### Exercise objective:
Read through the data below and state how many of its lines contain the word "HeaderMap", adding nothing.

==============================

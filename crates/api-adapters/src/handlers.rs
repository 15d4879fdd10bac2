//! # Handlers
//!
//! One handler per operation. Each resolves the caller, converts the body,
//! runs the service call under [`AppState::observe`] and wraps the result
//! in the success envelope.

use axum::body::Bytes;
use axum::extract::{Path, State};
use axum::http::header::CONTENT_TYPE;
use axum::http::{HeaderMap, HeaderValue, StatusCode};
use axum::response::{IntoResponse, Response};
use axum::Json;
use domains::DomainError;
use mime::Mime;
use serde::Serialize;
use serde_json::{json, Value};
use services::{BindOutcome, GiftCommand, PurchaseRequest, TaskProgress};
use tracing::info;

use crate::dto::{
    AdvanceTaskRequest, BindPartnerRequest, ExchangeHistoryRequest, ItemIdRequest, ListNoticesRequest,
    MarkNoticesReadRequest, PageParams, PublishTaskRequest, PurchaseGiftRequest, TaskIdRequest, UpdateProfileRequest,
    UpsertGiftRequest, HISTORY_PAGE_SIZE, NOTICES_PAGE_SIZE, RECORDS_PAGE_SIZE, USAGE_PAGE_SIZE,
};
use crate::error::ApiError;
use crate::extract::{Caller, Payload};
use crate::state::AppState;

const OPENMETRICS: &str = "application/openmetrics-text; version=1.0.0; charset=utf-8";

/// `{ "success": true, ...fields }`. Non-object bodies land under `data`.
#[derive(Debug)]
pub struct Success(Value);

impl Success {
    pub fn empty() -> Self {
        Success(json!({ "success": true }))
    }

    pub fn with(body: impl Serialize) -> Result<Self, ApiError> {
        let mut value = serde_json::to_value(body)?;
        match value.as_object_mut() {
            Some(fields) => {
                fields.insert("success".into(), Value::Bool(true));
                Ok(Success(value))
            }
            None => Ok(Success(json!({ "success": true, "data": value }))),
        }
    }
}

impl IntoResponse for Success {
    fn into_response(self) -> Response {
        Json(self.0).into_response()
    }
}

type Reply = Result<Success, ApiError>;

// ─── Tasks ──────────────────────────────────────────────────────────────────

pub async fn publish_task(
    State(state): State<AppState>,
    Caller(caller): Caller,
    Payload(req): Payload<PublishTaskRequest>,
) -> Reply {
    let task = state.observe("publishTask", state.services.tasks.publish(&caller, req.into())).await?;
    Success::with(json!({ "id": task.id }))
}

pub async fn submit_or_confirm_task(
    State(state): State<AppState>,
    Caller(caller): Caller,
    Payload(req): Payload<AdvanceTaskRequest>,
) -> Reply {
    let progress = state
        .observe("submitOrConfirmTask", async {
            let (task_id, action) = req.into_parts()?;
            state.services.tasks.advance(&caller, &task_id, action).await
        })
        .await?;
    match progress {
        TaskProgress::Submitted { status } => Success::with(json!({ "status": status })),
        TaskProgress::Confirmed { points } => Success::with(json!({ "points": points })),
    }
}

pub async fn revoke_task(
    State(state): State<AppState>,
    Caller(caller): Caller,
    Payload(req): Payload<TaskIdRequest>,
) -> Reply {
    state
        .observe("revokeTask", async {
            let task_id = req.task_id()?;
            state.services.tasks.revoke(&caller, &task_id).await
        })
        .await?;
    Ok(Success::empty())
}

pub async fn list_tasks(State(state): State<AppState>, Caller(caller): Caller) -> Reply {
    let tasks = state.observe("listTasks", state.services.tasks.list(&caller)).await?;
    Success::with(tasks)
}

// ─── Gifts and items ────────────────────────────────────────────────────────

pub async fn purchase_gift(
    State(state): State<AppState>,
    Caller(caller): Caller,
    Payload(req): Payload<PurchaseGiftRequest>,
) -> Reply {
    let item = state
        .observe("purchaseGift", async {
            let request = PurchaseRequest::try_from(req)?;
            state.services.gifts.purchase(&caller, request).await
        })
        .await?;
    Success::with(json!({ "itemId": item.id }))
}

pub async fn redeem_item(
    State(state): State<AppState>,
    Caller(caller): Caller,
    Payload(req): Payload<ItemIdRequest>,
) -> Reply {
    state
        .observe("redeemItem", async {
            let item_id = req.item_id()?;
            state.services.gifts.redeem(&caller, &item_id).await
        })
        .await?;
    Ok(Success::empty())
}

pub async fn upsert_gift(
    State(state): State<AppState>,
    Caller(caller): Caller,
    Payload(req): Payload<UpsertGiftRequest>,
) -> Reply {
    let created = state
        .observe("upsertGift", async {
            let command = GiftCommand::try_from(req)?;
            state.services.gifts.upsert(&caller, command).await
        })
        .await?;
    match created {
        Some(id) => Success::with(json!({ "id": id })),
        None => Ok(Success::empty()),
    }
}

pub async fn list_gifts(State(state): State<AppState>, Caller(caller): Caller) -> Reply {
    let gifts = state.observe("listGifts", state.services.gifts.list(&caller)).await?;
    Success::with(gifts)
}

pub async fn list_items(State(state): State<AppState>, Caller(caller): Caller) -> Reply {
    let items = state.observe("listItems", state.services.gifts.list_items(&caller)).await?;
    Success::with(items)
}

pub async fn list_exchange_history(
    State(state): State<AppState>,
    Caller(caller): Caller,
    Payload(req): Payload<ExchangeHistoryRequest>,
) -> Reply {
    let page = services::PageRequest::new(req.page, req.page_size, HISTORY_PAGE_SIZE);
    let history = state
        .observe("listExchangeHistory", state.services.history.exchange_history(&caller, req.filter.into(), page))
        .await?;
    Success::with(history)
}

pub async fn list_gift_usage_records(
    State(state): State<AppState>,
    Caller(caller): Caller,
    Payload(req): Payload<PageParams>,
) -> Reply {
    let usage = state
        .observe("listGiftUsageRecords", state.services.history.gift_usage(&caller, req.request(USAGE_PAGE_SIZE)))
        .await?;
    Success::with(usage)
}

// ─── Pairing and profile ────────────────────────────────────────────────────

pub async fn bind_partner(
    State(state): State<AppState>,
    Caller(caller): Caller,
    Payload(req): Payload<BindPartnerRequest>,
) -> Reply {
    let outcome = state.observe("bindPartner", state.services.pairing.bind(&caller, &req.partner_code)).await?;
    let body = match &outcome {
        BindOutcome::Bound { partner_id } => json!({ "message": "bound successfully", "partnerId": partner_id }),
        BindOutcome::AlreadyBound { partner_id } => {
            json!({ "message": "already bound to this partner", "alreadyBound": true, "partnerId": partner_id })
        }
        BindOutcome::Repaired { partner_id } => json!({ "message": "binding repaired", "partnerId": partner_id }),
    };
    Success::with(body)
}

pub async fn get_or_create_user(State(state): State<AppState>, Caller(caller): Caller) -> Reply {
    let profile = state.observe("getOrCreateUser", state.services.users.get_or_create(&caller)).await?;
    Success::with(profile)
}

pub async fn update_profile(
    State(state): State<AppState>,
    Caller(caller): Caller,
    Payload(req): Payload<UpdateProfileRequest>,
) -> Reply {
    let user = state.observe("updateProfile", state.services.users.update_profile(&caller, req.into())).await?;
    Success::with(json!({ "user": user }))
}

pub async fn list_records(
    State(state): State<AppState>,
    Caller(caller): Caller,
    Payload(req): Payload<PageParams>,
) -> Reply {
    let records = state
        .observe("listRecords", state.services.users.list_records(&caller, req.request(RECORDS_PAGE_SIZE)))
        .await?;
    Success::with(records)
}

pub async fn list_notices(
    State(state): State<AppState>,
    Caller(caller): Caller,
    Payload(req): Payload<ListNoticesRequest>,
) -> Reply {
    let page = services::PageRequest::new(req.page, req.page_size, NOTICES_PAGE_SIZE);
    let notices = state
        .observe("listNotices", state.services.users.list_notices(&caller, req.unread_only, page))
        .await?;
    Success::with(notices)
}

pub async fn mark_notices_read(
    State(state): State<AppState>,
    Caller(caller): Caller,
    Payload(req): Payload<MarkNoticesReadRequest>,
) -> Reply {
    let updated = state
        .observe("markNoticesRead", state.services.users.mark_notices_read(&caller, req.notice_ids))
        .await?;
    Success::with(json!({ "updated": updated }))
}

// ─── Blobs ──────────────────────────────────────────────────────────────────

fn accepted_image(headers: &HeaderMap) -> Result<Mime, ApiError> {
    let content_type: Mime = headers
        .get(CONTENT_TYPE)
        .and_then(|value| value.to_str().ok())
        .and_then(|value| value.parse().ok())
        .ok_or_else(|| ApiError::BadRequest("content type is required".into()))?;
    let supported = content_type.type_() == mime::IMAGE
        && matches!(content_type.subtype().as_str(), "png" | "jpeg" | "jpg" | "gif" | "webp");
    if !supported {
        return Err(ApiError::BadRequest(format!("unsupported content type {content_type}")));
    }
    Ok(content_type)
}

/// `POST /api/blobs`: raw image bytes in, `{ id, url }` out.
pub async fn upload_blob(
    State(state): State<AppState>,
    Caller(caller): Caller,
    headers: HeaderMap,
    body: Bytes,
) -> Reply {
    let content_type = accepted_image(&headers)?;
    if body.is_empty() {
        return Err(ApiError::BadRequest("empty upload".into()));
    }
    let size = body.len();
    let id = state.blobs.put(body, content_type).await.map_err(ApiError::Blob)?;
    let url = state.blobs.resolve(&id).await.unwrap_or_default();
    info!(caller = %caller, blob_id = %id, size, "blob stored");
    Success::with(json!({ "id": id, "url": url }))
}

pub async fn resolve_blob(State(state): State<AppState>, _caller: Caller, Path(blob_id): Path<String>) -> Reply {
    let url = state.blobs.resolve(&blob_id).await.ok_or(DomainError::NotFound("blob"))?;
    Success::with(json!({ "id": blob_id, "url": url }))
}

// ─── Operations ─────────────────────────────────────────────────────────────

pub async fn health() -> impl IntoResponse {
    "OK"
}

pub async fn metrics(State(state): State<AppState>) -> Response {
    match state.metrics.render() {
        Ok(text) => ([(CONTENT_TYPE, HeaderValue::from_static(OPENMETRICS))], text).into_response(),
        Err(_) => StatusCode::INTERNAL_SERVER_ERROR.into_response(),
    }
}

==============================

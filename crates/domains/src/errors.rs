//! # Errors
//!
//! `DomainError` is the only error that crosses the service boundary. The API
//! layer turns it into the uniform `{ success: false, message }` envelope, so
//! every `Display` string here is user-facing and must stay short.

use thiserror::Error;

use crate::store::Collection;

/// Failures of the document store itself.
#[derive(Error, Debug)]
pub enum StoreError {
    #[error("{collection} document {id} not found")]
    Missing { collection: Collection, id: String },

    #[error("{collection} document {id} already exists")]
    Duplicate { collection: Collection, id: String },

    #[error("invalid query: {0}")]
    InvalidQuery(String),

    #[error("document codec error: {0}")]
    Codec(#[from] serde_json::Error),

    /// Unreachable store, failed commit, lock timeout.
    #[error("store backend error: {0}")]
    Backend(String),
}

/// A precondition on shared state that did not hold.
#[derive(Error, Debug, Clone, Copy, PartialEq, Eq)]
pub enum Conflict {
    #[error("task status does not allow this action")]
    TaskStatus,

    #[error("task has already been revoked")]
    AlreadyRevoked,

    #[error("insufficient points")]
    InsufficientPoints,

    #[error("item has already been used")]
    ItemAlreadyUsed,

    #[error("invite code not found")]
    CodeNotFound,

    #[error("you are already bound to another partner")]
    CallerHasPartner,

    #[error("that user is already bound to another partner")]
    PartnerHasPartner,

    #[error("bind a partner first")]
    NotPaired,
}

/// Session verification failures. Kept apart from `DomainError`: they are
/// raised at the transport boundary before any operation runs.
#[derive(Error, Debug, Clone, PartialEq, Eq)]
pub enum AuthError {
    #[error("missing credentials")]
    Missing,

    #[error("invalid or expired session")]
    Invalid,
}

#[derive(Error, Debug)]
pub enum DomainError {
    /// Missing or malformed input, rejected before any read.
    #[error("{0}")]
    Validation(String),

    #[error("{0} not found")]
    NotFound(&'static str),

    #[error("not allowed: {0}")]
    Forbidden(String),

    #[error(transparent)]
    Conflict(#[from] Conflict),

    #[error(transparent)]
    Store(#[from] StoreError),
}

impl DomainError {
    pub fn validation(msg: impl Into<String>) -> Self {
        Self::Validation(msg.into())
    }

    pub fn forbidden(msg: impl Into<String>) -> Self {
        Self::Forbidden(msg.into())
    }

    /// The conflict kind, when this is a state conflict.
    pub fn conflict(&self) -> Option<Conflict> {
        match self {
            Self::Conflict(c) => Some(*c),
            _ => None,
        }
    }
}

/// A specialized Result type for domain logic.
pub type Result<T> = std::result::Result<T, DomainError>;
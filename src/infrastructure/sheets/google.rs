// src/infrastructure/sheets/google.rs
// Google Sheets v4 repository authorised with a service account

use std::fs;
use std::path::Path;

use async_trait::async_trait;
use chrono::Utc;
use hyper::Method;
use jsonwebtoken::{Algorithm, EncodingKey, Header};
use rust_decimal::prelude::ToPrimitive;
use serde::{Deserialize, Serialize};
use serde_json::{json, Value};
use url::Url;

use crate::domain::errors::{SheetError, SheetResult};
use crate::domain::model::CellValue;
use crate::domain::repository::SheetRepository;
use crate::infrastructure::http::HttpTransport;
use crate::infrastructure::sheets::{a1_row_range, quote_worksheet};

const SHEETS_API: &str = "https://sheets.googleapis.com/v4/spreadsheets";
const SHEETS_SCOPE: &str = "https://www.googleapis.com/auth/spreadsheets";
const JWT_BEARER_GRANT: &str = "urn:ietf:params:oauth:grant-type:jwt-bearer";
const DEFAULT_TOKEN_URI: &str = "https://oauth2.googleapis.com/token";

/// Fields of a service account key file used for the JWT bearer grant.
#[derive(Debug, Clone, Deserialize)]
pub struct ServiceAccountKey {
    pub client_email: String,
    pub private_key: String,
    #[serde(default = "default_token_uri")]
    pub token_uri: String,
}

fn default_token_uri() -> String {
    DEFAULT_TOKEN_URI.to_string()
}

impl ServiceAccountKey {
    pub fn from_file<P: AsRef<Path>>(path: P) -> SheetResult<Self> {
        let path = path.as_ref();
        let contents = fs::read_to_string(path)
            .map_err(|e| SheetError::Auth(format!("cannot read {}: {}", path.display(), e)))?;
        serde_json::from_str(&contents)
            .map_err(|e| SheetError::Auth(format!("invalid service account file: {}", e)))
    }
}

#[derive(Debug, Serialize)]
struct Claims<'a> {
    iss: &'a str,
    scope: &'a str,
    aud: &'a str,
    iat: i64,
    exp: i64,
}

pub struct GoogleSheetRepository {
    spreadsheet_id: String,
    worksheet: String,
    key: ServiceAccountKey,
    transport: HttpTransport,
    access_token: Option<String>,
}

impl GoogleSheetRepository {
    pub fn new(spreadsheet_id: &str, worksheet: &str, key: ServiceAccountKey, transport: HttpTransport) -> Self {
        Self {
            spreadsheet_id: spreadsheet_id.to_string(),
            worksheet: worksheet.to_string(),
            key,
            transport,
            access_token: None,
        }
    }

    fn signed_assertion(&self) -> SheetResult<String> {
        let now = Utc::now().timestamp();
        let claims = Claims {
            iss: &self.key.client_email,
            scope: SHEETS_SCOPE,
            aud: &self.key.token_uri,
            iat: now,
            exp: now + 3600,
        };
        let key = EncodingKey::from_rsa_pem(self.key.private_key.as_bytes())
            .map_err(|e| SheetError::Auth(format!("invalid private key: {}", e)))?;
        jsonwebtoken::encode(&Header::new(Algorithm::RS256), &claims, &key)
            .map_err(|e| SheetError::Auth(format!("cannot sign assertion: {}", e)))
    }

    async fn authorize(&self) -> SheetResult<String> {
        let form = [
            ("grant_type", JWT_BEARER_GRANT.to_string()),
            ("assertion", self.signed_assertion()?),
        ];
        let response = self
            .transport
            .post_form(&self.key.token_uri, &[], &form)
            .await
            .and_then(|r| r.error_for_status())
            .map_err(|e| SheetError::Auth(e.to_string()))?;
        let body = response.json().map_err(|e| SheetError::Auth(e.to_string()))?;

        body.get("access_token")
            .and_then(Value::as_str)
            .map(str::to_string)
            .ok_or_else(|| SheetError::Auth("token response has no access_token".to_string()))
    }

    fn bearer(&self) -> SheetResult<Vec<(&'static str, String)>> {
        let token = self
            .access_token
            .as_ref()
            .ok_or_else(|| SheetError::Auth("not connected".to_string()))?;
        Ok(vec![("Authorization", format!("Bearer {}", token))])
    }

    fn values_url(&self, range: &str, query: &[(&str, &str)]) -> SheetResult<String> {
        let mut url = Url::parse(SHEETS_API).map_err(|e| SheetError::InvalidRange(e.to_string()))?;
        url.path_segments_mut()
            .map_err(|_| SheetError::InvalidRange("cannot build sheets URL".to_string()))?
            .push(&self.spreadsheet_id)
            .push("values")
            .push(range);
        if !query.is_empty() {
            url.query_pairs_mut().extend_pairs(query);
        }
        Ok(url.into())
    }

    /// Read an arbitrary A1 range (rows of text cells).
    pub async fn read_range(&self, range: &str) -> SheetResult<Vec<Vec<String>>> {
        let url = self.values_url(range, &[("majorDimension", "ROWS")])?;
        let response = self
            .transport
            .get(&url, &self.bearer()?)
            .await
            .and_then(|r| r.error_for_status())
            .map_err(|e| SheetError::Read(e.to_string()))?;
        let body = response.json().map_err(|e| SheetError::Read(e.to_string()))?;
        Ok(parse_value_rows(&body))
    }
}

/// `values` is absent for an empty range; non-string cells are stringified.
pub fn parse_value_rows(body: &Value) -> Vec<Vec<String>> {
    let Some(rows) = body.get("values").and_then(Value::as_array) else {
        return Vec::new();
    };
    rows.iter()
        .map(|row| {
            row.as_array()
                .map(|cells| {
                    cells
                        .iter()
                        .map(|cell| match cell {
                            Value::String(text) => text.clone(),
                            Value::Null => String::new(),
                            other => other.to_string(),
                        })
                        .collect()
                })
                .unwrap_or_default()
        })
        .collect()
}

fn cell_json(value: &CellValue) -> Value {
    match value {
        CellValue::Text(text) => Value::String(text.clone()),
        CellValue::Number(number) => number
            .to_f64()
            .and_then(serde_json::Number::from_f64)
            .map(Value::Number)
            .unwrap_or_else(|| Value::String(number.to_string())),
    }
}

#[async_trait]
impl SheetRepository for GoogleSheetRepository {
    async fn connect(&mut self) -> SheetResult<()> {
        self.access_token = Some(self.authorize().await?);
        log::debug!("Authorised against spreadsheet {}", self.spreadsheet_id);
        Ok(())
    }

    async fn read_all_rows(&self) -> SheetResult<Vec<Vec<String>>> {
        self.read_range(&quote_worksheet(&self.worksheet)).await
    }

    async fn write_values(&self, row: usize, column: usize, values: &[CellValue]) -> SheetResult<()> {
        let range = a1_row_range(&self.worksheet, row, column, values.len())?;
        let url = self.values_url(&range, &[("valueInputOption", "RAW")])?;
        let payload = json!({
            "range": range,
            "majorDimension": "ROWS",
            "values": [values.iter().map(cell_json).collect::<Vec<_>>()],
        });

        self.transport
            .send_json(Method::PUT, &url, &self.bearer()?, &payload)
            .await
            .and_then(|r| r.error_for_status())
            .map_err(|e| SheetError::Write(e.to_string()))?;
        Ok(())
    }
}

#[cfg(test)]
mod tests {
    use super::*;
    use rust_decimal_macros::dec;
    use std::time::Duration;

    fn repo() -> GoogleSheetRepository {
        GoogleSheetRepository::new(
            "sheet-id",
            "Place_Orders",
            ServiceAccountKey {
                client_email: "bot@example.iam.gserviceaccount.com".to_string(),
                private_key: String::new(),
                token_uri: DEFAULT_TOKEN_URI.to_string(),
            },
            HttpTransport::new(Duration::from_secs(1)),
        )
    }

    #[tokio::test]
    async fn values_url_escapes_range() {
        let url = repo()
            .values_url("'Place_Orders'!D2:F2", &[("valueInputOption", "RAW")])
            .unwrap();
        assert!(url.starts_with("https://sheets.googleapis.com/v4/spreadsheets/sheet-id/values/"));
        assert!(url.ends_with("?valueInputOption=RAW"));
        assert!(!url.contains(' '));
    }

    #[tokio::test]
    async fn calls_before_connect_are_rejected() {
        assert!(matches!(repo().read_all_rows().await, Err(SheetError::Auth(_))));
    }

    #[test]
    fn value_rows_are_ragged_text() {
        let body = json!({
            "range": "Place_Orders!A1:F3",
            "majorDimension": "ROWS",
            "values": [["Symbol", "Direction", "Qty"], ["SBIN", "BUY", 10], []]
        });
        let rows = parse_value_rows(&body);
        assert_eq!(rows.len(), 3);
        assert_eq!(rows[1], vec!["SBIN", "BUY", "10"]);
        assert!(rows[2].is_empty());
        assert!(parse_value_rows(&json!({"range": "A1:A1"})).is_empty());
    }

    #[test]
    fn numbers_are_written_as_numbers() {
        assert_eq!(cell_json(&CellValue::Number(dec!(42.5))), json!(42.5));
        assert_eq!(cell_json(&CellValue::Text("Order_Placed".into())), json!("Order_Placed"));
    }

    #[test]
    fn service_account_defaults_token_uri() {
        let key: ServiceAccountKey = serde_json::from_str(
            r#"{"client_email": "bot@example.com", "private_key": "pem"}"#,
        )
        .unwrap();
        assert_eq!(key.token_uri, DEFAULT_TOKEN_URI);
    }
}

==============================

### Exercise result:
3